ORAL Sequel demonstrates consistent long-term safety, efficacy profiles of tofacitinib
medwireNews: The Janus kinase (JAK) inhibitor tofacitinib has demonstrated a consistent safety profile and sustained efficacy in rheumatoid arthritis patients over a maximum follow-up of 9.5 years, report the ORAL Sequel investigators.
The phase III open-label extension study included 4481 individuals who previously participated in a phase I, II, or III trial of tofacitinib and were given the JAK inhibitor at a dose of 5 mg or 10 mg twice daily.
During 9.5 years of follow-up and a total 16,291 patient–years of tofacitinib exposure, 90.1% of patients experienced adverse events (AEs), the majority of which were mild or moderate in severity, and 25.0% discontinued treatment due to AEs. The most commonly occurring AEs were infections and infestations, musculoskeletal and connective tissue conditions, and gastrointestinal disorders.
Lisy Wang (Pfizer Inc, Groton, Connecticut, USA) and co-investigators say incidence rates (IRs) for serious adverse events, serious infections, major adverse cardiovascular events, deep vein thrombosis, malignancies, and pulmonary embolism in ORAL Sequel “were similar to those observed in pooled data from phase 1, 2, 3, and [long-term extension] studies, and comparable to those seen with TNFi [tumor necrosis factor inhibitors] and other biologic DMARDs.”
They also report that IRs for mortality were comparable among patients receiving the 5 mg or 10 mg twice-daily dose of tofacitinib, at 0.4 and 0.2 per 100 patient–years, respectively, and that the safety profile of tofacitinib was “generally similar” regardless of whether it was initiated as monotherapy or in combination with conventional DMARDs.

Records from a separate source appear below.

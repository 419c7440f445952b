use std::fs;
use std::path::Path;
use std::sync::Arc;

use blobsync::config::{StoreConfig, StoreType};
use blobsync::core::{RunStatus, SyncEngine};
use blobsync::storage::{create_store, EnsureOutcome, ListedObject, LocalStorage, ObjectStore};
use blobsync::{FingerprintSource, SyncError};
use futures::TryStreamExt;
use tempfile::TempDir;

fn write_file(root: &Path, relative: &str, content: &str) {
    let path = root.join(relative);
    fs::create_dir_all(path.parent().unwrap()).unwrap();
    fs::write(path, content).unwrap();
}

fn local(dir: &TempDir) -> Arc<LocalStorage> {
    Arc::new(LocalStorage::new(dir.path().to_str().unwrap()).unwrap())
}

#[tokio::test]
async fn test_local_to_local_sync() {
    let src_dir = TempDir::new().unwrap();
    let dst_dir = TempDir::new().unwrap();
    write_file(src_dir.path(), "photos/2024/a.jpg", "jpeg bytes");
    write_file(src_dir.path(), "photos/b.jpg", "more bytes");
    write_file(src_dir.path(), "docs/readme.md", "# readme");
    // 顶层文件不属于任何容器
    write_file(src_dir.path(), "stray.txt", "ignored");

    let src = local(&src_dir);
    let dst = local(&dst_dir);

    let summary = SyncEngine::new(src.clone(), dst.clone()).run_sync().await;
    assert_eq!(summary.status, RunStatus::Completed);
    assert_eq!(summary.containers_processed, 2);
    assert_eq!(summary.objects_copied, 3);
    assert_eq!(
        fs::read_to_string(dst_dir.path().join("photos/2024/a.jpg")).unwrap(),
        "jpeg bytes"
    );
    assert!(!dst_dir.path().join("stray.txt").exists());

    // 第二次运行不复制任何内容
    let summary = SyncEngine::new(src.clone(), dst.clone()).run_sync().await;
    assert_eq!(summary.objects_copied, 0);
    assert_eq!(summary.objects_skipped, 3);

    // 修改一个文件后只复制它
    write_file(src_dir.path(), "docs/readme.md", "# readme v2");
    let summary = SyncEngine::new(src, dst).run_sync().await;
    assert_eq!(summary.objects_copied, 1);
    assert_eq!(
        fs::read_to_string(dst_dir.path().join("docs/readme.md")).unwrap(),
        "# readme v2"
    );
}

#[tokio::test]
async fn test_local_ensure_container_is_idempotent() {
    let dir = TempDir::new().unwrap();
    let store = local(&dir);

    assert_eq!(
        store.ensure_container("backup").await.unwrap(),
        EnsureOutcome::Created
    );
    assert_eq!(
        store.ensure_container("backup").await.unwrap(),
        EnsureOutcome::AlreadyExists
    );
    assert!(store.ensure_container("../escape").await.is_err());
}

#[tokio::test]
async fn test_local_metadata_and_listing() {
    let dir = TempDir::new().unwrap();
    write_file(dir.path(), "c/x.txt", "abc");
    write_file(dir.path(), "c/x.txt.blobsync-tmp", "partial");
    let store = local(&dir);

    assert!(store.get_object_metadata("c", "missing").await.unwrap().is_none());
    let meta = store.get_object_metadata("c", "x.txt").await.unwrap().unwrap();
    assert_eq!(meta.size, Some(3));

    let objects: Vec<_> = store
        .list_objects("c")
        .await
        .unwrap()
        .try_collect()
        .await
        .unwrap();
    assert_eq!(objects.len(), 1);
    assert_eq!(objects[0].name(), "x.txt");
    match &objects[0] {
        ListedObject::Found(listed) => assert_eq!(listed.fingerprint, meta.fingerprint),
        other => panic!("unexpected listing entry: {:?}", other),
    }
}

fn local_config(path: &Path) -> StoreConfig {
    StoreConfig {
        typ: StoreType::Local,
        url: path.to_str().unwrap().to_string(),
        ..Default::default()
    }
}

#[tokio::test]
async fn test_missing_source_root_aborts_run() {
    let dir = TempDir::new().unwrap();
    let typo = dir.path().join("sourse");
    let dst_dir = TempDir::new().unwrap();

    let src = create_store(&local_config(&typo), FingerprintSource::ETag)
        .await
        .unwrap();
    let summary = SyncEngine::new(src, local(&dst_dir)).run_sync().await;

    assert_eq!(summary.status, RunStatus::Aborted);
    assert!(matches!(
        summary.abort_reason,
        Some(SyncError::Connectivity(_))
    ));
    assert!(!typo.exists());
}

#[tokio::test]
async fn test_destination_root_is_created_on_first_container() {
    let src_dir = TempDir::new().unwrap();
    write_file(src_dir.path(), "photos/a.jpg", "jpeg bytes");
    let dir = TempDir::new().unwrap();
    let dst_root = dir.path().join("replica");

    let dst = Arc::new(LocalStorage::new(dst_root.to_str().unwrap()).unwrap());
    let summary = SyncEngine::new(local(&src_dir), dst).run_sync().await;

    assert!(summary.is_completed());
    assert_eq!(summary.objects_copied, 1);
    assert!(dst_root.join("photos/a.jpg").is_file());
}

In the efficacy analysis, the researchers demonstrated that ACR20, 50 and 70 response rates were “maintained over time,” with no differences in rates between patients given the two doses.
Indeed, at the beginning of the ORAL Sequel study, 70.7% of participants in the 5 mg group and 73.6% of those in the 10 mg group achieved an ACR20 response, and the rates were 78.5% and 82.6% at the maximum follow-up times of 8 and 6 years, respectively.
Wang and colleagues also found that other measures of efficacy, including improvements in HAQ-DI score and rates of remission according to DAS28-ESR, CDAI, and SDAI scores, remained consistent over time.
The ORAL Sequel results were reported in Arthritis Research & Therapy.